Photo by Paula Court


Don’t be shy. If you haven’t seen Accidental Nostalgia or Must Don’t Whip ‘Um, the first two parts of Cynthia Hopkin’s Accidental Trilogy, you can catch up in a giffy!

First there was the earthy, Southern-gothic road tale Accidental Nostalgia in 2005, whose narrator steals an identity and revisits her small-town past in an attempt to unravel a childhood murder mystery.

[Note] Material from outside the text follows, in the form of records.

//! Rust-native (de)serialization for Monero's transaction wire formats.
//!
//! Monero encodes the same transaction and wallet types three different
//! ways depending on where the bytes travel: the tagless binary format
//! blocks are stored in, the Boost `portable_binary_archive` format
//! wallet files and IPC payloads use, and the tagged portable-storage
//! format RPC requests and responses use. This crate does not pick one —
//! every domain type in [`types`] implements a single direction-polymorphic
//! walk that any of the three [`archives`] can drive.
//!
//! This facade crate re-exports the workspace's member crates under one
//! dependency; reach for a member crate directly if only one layer is
//! needed (e.g. a build that only ever talks the RPC codec has no reason
//! to pull in the wallet schema).

#[doc(inline)]
pub use xmr_codec as codec;

#[doc(inline)]
pub use xmr_crypto as crypto;

pub mod archives {
    //! Concrete wire formats: on-chain blockchain, Boost portable-binary,
    //! and RPC portable-storage.

    #[doc(inline)]
    pub use xmr_archives::*;
}

pub mod types {
    //! The transaction, RingCT and wallet domain schema.

    #[doc(inline)]
    pub use xmr_tx_types::*;
}

#[doc(inline)]
pub use xmr_codec::{Archive, Message};
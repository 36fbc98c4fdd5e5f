use std::fmt;
use std::ops::Deref;

use xmr_codec::{Archive, Message, Result};

/// An opaque fixed-size byte blob.
///
/// Every elliptic-curve point, scalar and digest in the domain schema is
/// carried as one of these — this crate never validates curve membership
/// or performs arithmetic, it only moves bytes.
#[derive(Clone, Copy, PartialEq, Eq, Hash)]
pub struct Blob<const N: usize>(pub [u8; N]);

impl<const N: usize> Blob<N> {
    pub const fn zero() -> Self {
        Self([0u8; N])
    }

    pub fn as_bytes(&self) -> &[u8; N] {
        &self.0
    }

    pub fn from_hex(s: &str) -> std::result::Result<Self, hex::FromHexError> {
        let mut out = [0u8; N];
        hex::decode_to_slice(s, &mut out)?;
        Ok(Self(out))
    }

    pub fn to_hex(&self) -> String {
        hex::encode(self.0)
    }
}

impl<const N: usize> Default for Blob<N> {
    fn default() -> Self {
        Self::zero()
    }
}

impl<const N: usize> Deref for Blob<N> {
    type Target = [u8; N];

    fn deref(&self) -> &Self::Target {
        &self.0
    }
}

impl<const N: usize> AsRef<[u8]> for Blob<N> {
    fn as_ref(&self) -> &[u8] {
        &self.0
    }
}

impl<const N: usize> From<[u8; N]> for Blob<N> {
    fn from(bytes: [u8; N]) -> Self {
        Self(bytes)
    }
}

impl<const N: usize> fmt::Debug for Blob<N> {
    fn fmt(&self, f: &mut fmt::Formatter<'_>) -> fmt::Result {
        write!(f, "Blob<{N}>({})", self.to_hex())
    }
}

impl<const N: usize> fmt::Display for Blob<N> {
    fn fmt(&self, f: &mut fmt::Formatter<'_>) -> fmt::Result {
        write!(f, "{}", self.to_hex())
    }
}

impl<const N: usize> Message for Blob<N> {
    fn serialize<A: Archive>(&mut self, ar: &mut A) -> Result<()> {
        ar.blob_fixed(&mut self.0)
    }
}

/// A 32-byte elliptic-curve point, scalar, key image or digest.
///
/// The domain schema never distinguishes public keys, secret keys, key
/// images or hashes at the type level — all four are just `Key` on the
/// wire, matching the source format's own lack of distinction.
pub type Key = Blob<32>;
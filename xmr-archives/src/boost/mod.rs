//! The Boost portable-binary archive: a signed-varint, self-versioning
//! format used for wallet caches and multisig/unsigned/signed transaction
//! sets.

use xmr_codec::archive::{Archive, TagKind};
use xmr_codec::direction::Dir;
use xmr_codec::error::{Error, Result, Traced};
use xmr_codec::io::{Reader, Writer};
use xmr_codec::varint::boost_signed;
use xmr_codec::Versioned;

use crate::version_registry::VersionRegistry;

const HEADER_MAGIC: [u8; 2] = [0x01, 0x16];
const HEADER_LABEL: &[u8; 22] = b"serialization::archive";

enum Io<'a> {
    Read(&'a mut dyn Reader),
    Write(&'a mut dyn Writer),
}

/// Walks a message against the Boost portable-binary wire format.
pub struct BoostArchive<'a> {
    dir: Dir,
    io: Io<'a>,
    registry: VersionRegistry,
}

impl<'a> BoostArchive<'a> {
    pub fn reader(reader: &'a mut dyn Reader) -> Self {
        Self {
            dir: Dir::Load,
            io: Io::Read(reader),
            registry: VersionRegistry::new(),
        }
    }

    pub fn writer(writer: &'a mut dyn Writer) -> Self {
        Self {
            dir: Dir::Dump,
            io: Io::Write(writer),
            registry: VersionRegistry::new(),
        }
    }

    fn reader_mut(&mut self) -> &mut dyn Reader {
        match &mut self.io {
            Io::Read(r) => *r,
            Io::Write(_) => unreachable!("primitive op dispatched on wrong direction"),
        }
    }

    fn writer_mut(&mut self) -> &mut dyn Writer {
        match &mut self.io {
            Io::Write(w) => *w,
            Io::Read(_) => unreachable!("primitive op dispatched on wrong direction"),
        }
    }

    /// Reads or writes the fixed 26-byte archive header: the `01 16`
    /// signature, the literal `serialization::archive` label, then two
    /// zero signed varints (tracking, format version).
    pub fn root(&mut self) -> Result<()> {
        match self.dir {
            Dir::Load => {
                let mut magic = [0u8; 2];
                self.reader_mut().read_exact(&mut magic)?;
                if magic != HEADER_MAGIC {
                    return Err(Traced::new(Error::BadHeader));
                }
                let mut label = [0u8; 22];
                self.reader_mut().read_exact(&mut label)?;
                if &label != HEADER_LABEL {
                    return Err(Traced::new(Error::BadHeader));
                }
                let tracking = boost_signed::read(self.reader_mut())?;
                let format_version = boost_signed::read(self.reader_mut())?;
                if tracking != 0 || format_version != 0 {
                    return Err(Traced::new(Error::BadHeader));
                }
            }
            Dir::Dump => {
                self.writer_mut().write_all(&HEADER_MAGIC)?;
                self.writer_mut().write_all(HEADER_LABEL)?;
                boost_signed::write(self.writer_mut(), 0)?;
                boost_signed::write(self.writer_mut(), 0)?;
            }
        }
        Ok(())
    }

    fn signed_int(&mut self, value: i128) -> Result<i128> {
        match self.dir {
            Dir::Load => boost_signed::read(self.reader_mut()),
            Dir::Dump => {
                boost_signed::write(self.writer_mut(), value)?;
                Ok(value)
            }
        }
    }
}

impl Archive for BoostArchive<'_> {
    fn dir(&self) -> Dir {
        self.dir
    }

    fn tag_kind(&self) -> TagKind {
        TagKind::Boost
    }

    fn boolean(&mut self, slot: &mut bool) -> Result<()> {
        match self.dir {
            Dir::Load => {
                let byte = self.reader_mut().read_u8()?;
                *slot = match byte {
                    0 => false,
                    1 => true,
                    other => return Err(Traced::new(Error::InvalidBool(other))),
                };
            }
            Dir::Dump => self.writer_mut().write_u8(*slot as u8)?,
        }
        Ok(())
    }

    fn u8(&mut self, slot: &mut u8) -> Result<()> {
        match self.dir {
            Dir::Load => *slot = self.reader_mut().read_u8()?,
            Dir::Dump => self.writer_mut().write_u8(*slot)?,
        }
        Ok(())
    }

    fn u16(&mut self, slot: &mut u16) -> Result<()> {
        let value = self.signed_int(*slot as i128)?;
        if self.dir.is_load() {
            *slot = u16::try_from(value)
                .map_err(|_| Traced::new(Error::VarintOverflow("u16 out of range")))?;
        }
        Ok(())
    }

    fn u32(&mut self, slot: &mut u32) -> Result<()> {
        let value = self.signed_int(*slot as i128)?;
        if self.dir.is_load() {
            *slot = u32::try_from(value)
                .map_err(|_| Traced::new(Error::VarintOverflow("u32 out of range")))?;
        }
        Ok(())
    }

    fn u64(&mut self, slot: &mut u64) -> Result<()> {
        let value = self.signed_int(*slot as i128)?;
        if self.dir.is_load() {
            *slot = u64::try_from(value)
                .map_err(|_| Traced::new(Error::VarintOverflow("u64 out of range")))?;
        }
        Ok(())
    }

    fn i8(&mut self, slot: &mut i8) -> Result<()> {
        match self.dir {
            Dir::Load => *slot = self.reader_mut().read_u8()? as i8,
            Dir::Dump => self.writer_mut().write_u8(*slot as u8)?,
        }
        Ok(())
    }

    fn i16(&mut self, slot: &mut i16) -> Result<()> {
        let value = self.signed_int(*slot as i128)?;
        if self.dir.is_load() {
            *slot = i16::try_from(value)
                .map_err(|_| Traced::new(Error::VarintOverflow("i16 out of range")))?;
        }
        Ok(())
    }

    fn i32(&mut self, slot: &mut i32) -> Result<()> {
        let value = self.signed_int(*slot as i128)?;
        if self.dir.is_load() {
            *slot = i32::try_from(value)
                .map_err(|_| Traced::new(Error::VarintOverflow("i32 out of range")))?;
        }
        Ok(())
    }

    fn i64(&mut self, slot: &mut i64) -> Result<()> {
        let value = self.signed_int(*slot as i128)?;
        if self.dir.is_load() {
            *slot = i64::try_from(value)
                .map_err(|_| Traced::new(Error::VarintOverflow("i64 out of range")))?;
        }
        Ok(())
    }

    fn uvarint(&mut self, slot: &mut u64) -> Result<()> {
        let value = self.signed_int(*slot as i128)?;
        if self.dir.is_load() {
            *slot = u64::try_from(value)
                .map_err(|_| Traced::new(Error::VarintOverflow("boost uvarint must be non-negative")))?;
        }
        Ok(())
    }

    fn uvarint128(&mut self, slot: &mut u128) -> Result<()> {
        let value = self.signed_int(*slot as i128)?;
        if self.dir.is_load() {
            *slot = u128::try_from(value)
                .map_err(|_| Traced::new(Error::VarintOverflow("boost uvarint must be non-negative")))?;
        }
        Ok(())
    }

    fn string(&mut self, slot: &mut String) -> Result<()> {
        match self.dir {
            Dir::Load => {
                let len = boost_signed::read(self.reader_mut())?;
                let len = usize::try_from(len)
                    .map_err(|_| Traced::new(Error::VarintOverflow("string length")))?;
                let mut bytes = vec![0u8; len];
                self.reader_mut().read_exact(&mut bytes)?;
                *slot = String::from_utf8(bytes).map_err(|_| Traced::new(Error::InvalidUtf8))?;
            }
            Dir::Dump => {
                boost_signed::write(self.writer_mut(), slot.len() as i128)?;
                self.writer_mut().write_all(slot.as_bytes())?;
            }
        }
        Ok(())
    }

    fn blob_var(&mut self, slot: &mut Vec<u8>) -> Result<()> {
        match self.dir {
            Dir::Load => {
                let len = boost_signed::read(self.reader_mut())?;
                let len = usize::try_from(len)
                    .map_err(|_| Traced::new(Error::VarintOverflow("blob length")))?;
                let mut bytes = vec![0u8; len];
                self.reader_mut().read_exact(&mut bytes)?;
                *slot = bytes;
            }
            Dir::Dump => {
                boost_signed::write(self.writer_mut(), slot.len() as i128)?;
                self.writer_mut().write_all(slot)?;
            }
        }
        Ok(())
    }

    fn blob_fixed(&mut self, slot: &mut [u8]) -> Result<()> {
        match self.dir {
            Dir::Load => self.reader_mut().read_exact(slot),
            Dir::Dump => self.writer_mut().write_all(slot),
        }
    }

    fn container_len(&mut self, len: &mut usize) -> Result<()> {
        let value = self.signed_int(*len as i128)?;
        if self.dir.is_load() {
            *len = usize::try_from(value)
                .map_err(|_| Traced::new(Error::VarintOverflow("container length")))?;
        }
        Ok(())
    }

    fn tuple_arity(&mut self, arity: &mut usize) -> Result<()> {
        let value = self.signed_int(*arity as i128)?;
        if self.dir.is_load() {
            *arity = usize::try_from(value)
                .map_err(|_| Traced::new(Error::VarintOverflow("tuple arity")))?;
        }
        Ok(())
    }

    fn variant_tag(&mut self, slot: &mut u8) -> Result<()> {
        self.u8(slot)
    }

    fn version<T: Versioned>(&mut self) -> Result<u32> {
        if let Some((_track, version)) = self.registry.get(T::TYPE_NAME) {
            return Ok(version);
        }
        match self.dir {
            Dir::Load => {
                let track = boost_signed::read(self.reader_mut())?;
                if track != 0 {
                    return Err(Traced::new(Error::UnsupportedTracking(track)));
                }
                let version = boost_signed::read(self.reader_mut())?;
                let version = u32::try_from(version)
                    .map_err(|_| Traced::new(Error::VarintOverflow("type version")))?;
                self.registry.record(T::TYPE_NAME, 0, version);
                Ok(version)
            }
            Dir::Dump => {
                let version = T::CURRENT_VERSION;
                boost_signed::write(self.writer_mut(), 0)?;
                boost_signed::write(self.writer_mut(), version as i128)?;
                self.registry.record(T::TYPE_NAME, 0, version);
                Ok(version)
            }
        }
    }

    fn container_element_version<T: Versioned>(&mut self) -> Result<()> {
        match self.dir {
            Dir::Load => {
                boost_signed::read(self.reader_mut())?;
            }
            Dir::Dump => {
                boost_signed::write(self.writer_mut(), T::CURRENT_VERSION as i128)?;
            }
        }
        Ok(())
    }
}
//! Opaque cryptographic byte blobs.
//!
//! Elliptic-curve points, scalars, key images and hash digests are all
//! 32-byte blobs at the wire level; this crate carries exactly that, and
//! nothing about curve arithmetic or hash functions.

pub mod key;

pub use key::{Blob, Key};
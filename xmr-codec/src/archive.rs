//! The direction-polymorphic walker contract.
//!
//! An [`Archive`] is a slot machine: every primitive method takes a
//! `&mut T` and either fills it from the wire (load) or reads it onto the
//! wire (dump), picking its behavior from [`Archive::dir`]. A [`Message`]
//! implementation calls these methods in schema order; because the method
//! bodies already branch on direction, the same `serialize` body is both
//! the decoder and the encoder.

use crate::direction::Dir;
use crate::error::{Context, Result};

/// Which on-wire variant tag table an archive uses.
///
/// The blockchain and Boost wire formats assign different 1-byte tags to
/// the same set of alternatives (see the two tag tables carried by every
/// tagged union in the domain schema); a [`Message`] consults this to pick
/// the right table before calling [`Archive::variant_tag`].
#[derive(Debug, Clone, Copy, PartialEq, Eq)]
pub enum TagKind {
    Blockchain,
    Boost,
}

/// A type that can walk itself against any archive, in either direction.
pub trait Message {
    fn serialize<A: Archive>(&mut self, ar: &mut A) -> Result<()>;
}

/// A domain type that participates in archive-level versioning.
///
/// `TYPE_NAME` need only be unique within one archive run; it is the key
/// a [`Archive::version`] implementation uses to cache or look up a
/// version number, never anything written to the wire itself.
pub trait Versioned {
    const TYPE_NAME: &'static str;
    const CURRENT_VERSION: u32;
}

/// The primitive operations every wire format implements.
///
/// Concrete archives (the blockchain archive, the Boost archive) live in
/// the crate that also owns the domain schema's notion of a hard-fork
/// profile; this trait only fixes the shape they must share.
pub trait Archive {
    fn dir(&self) -> Dir;
    fn tag_kind(&self) -> TagKind;

    fn boolean(&mut self, slot: &mut bool) -> Result<()>;

    fn u8(&mut self, slot: &mut u8) -> Result<()>;
    fn u16(&mut self, slot: &mut u16) -> Result<()>;
    fn u32(&mut self, slot: &mut u32) -> Result<()>;
    fn u64(&mut self, slot: &mut u64) -> Result<()>;
    fn i8(&mut self, slot: &mut i8) -> Result<()>;
    fn i16(&mut self, slot: &mut i16) -> Result<()>;
    fn i32(&mut self, slot: &mut i32) -> Result<()>;
    fn i64(&mut self, slot: &mut i64) -> Result<()>;

    /// An unsigned varint that fits in 64 bits; the common case.
    fn uvarint(&mut self, slot: &mut u64) -> Result<()>;
    /// An unsigned varint wide enough for the occasional oversized
    /// blockchain value (ring key-offsets can exceed 64 bits).
    fn uvarint128(&mut self, slot: &mut u128) -> Result<()>;

    fn string(&mut self, slot: &mut String) -> Result<()>;
    fn blob_var(&mut self, slot: &mut Vec<u8>) -> Result<()>;
    fn blob_fixed(&mut self, slot: &mut [u8]) -> Result<()>;

    /// Length prefix for a variable-size container.
    fn container_len(&mut self, len: &mut usize) -> Result<()>;
    /// Arity prefix for a tuple; always equal to the tuple's known field
    /// count, but still framed on the wire per the schema.
    fn tuple_arity(&mut self, arity: &mut usize) -> Result<()>;
    /// One tag byte selecting a variant's active alternative, taken from
    /// whichever table [`Archive::tag_kind`] names.
    fn variant_tag(&mut self, slot: &mut u8) -> Result<()>;

    /// The version to use for a versioned type: either consulted from a
    /// hard-fork profile (blockchain archive) or read/written once and
    /// cached thereafter (Boost archive).
    fn version<T: Versioned>(&mut self) -> Result<u32>;

    /// The per-container element-version prefix some Boost arrays carry
    /// ahead of their elements, separate from the type's own first-occurrence
    /// tracking pair. A no-op everywhere except the Boost archive.
    fn container_element_version<T: Versioned>(&mut self) -> Result<()> {
        Ok(())
    }
}

/// Walk a homogeneous container of messages, threading the length prefix
/// and per-element index context through both directions.
pub fn container<A: Archive, T: Message + Default>(
    ar: &mut A,
    items: &mut Vec<T>,
) -> Result<()> {
    let mut len = items.len();
    ar.container_len(&mut len)?;
    if ar.dir().is_load() {
        items.clear();
        items.reserve(len.min(1 << 16));
        for i in 0..len {
            let mut item = T::default();
            item.serialize(ar).ctx_index(i)?;
            items.push(item);
        }
    } else {
        for (i, item) in items.iter_mut().enumerate() {
            item.serialize(ar).ctx_index(i)?;
        }
    }
    Ok(())
}

/// Walk a homogeneous container whose element type is itself versioned,
/// threading the extra per-container element-version prefix some Boost
/// arrays carry ahead of the length-prefixed element sequence.
pub fn container_versioned<A: Archive, T: Message + Default + Versioned>(
    ar: &mut A,
    items: &mut Vec<T>,
) -> Result<()> {
    let mut len = items.len();
    ar.container_len(&mut len)?;
    ar.container_element_version::<T>()?;
    if ar.dir().is_load() {
        items.clear();
        items.reserve(len.min(1 << 16));
        for i in 0..len {
            let mut item = T::default();
            item.serialize(ar).ctx_index(i)?;
            items.push(item);
        }
    } else {
        for (i, item) in items.iter_mut().enumerate() {
            item.serialize(ar).ctx_index(i)?;
        }
    }
    Ok(())
}

/// Walk a fixed-arity two-element tuple `(A, B)` the way the domain schema
/// needs it: arity prefix, then each field serialized in order.
pub fn tuple2<Ar, A, B>(ar: &mut Ar, first: &mut A, second: &mut B) -> Result<()>
where
    Ar: Archive,
    A: Message,
    B: Message,
{
    let mut arity = 2usize;
    ar.tuple_arity(&mut arity)?;
    first.serialize(ar).ctx_index(0)?;
    second.serialize(ar).ctx_index(1)?;
    Ok(())
}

Two years later its prequel, Must Don’t Whip ’Um, featured a 1970s American rocker (the one whose identity is later stolen) who renounces her career to join a Sufi brotherhood in Morocco, thus making a leap both geographically and thematically from Western pop culture to Eastern spiritual mysticism . . . even as it turned out to be a daughter’s story about her search for a mother she never knew.

The first two productions were, in Cynthia’s words “tapestries of fiction woven from strands of truth… With this new work, I’m attempting to extract the fiction from the truth and to create two Acts which are polar opposites from each other. I conceive of the trilogy as concentric circles: Part I (nostalgia) being a little circle of neurology and personal memory loss; Part II being the next circle outward from oneself, oneself in relation to father and mother and society; and Part III is the biggest circle, oneself in relation to the universe at large. Part I is the brain, Part II the heart, and Part III the spirit of the Trilogy.”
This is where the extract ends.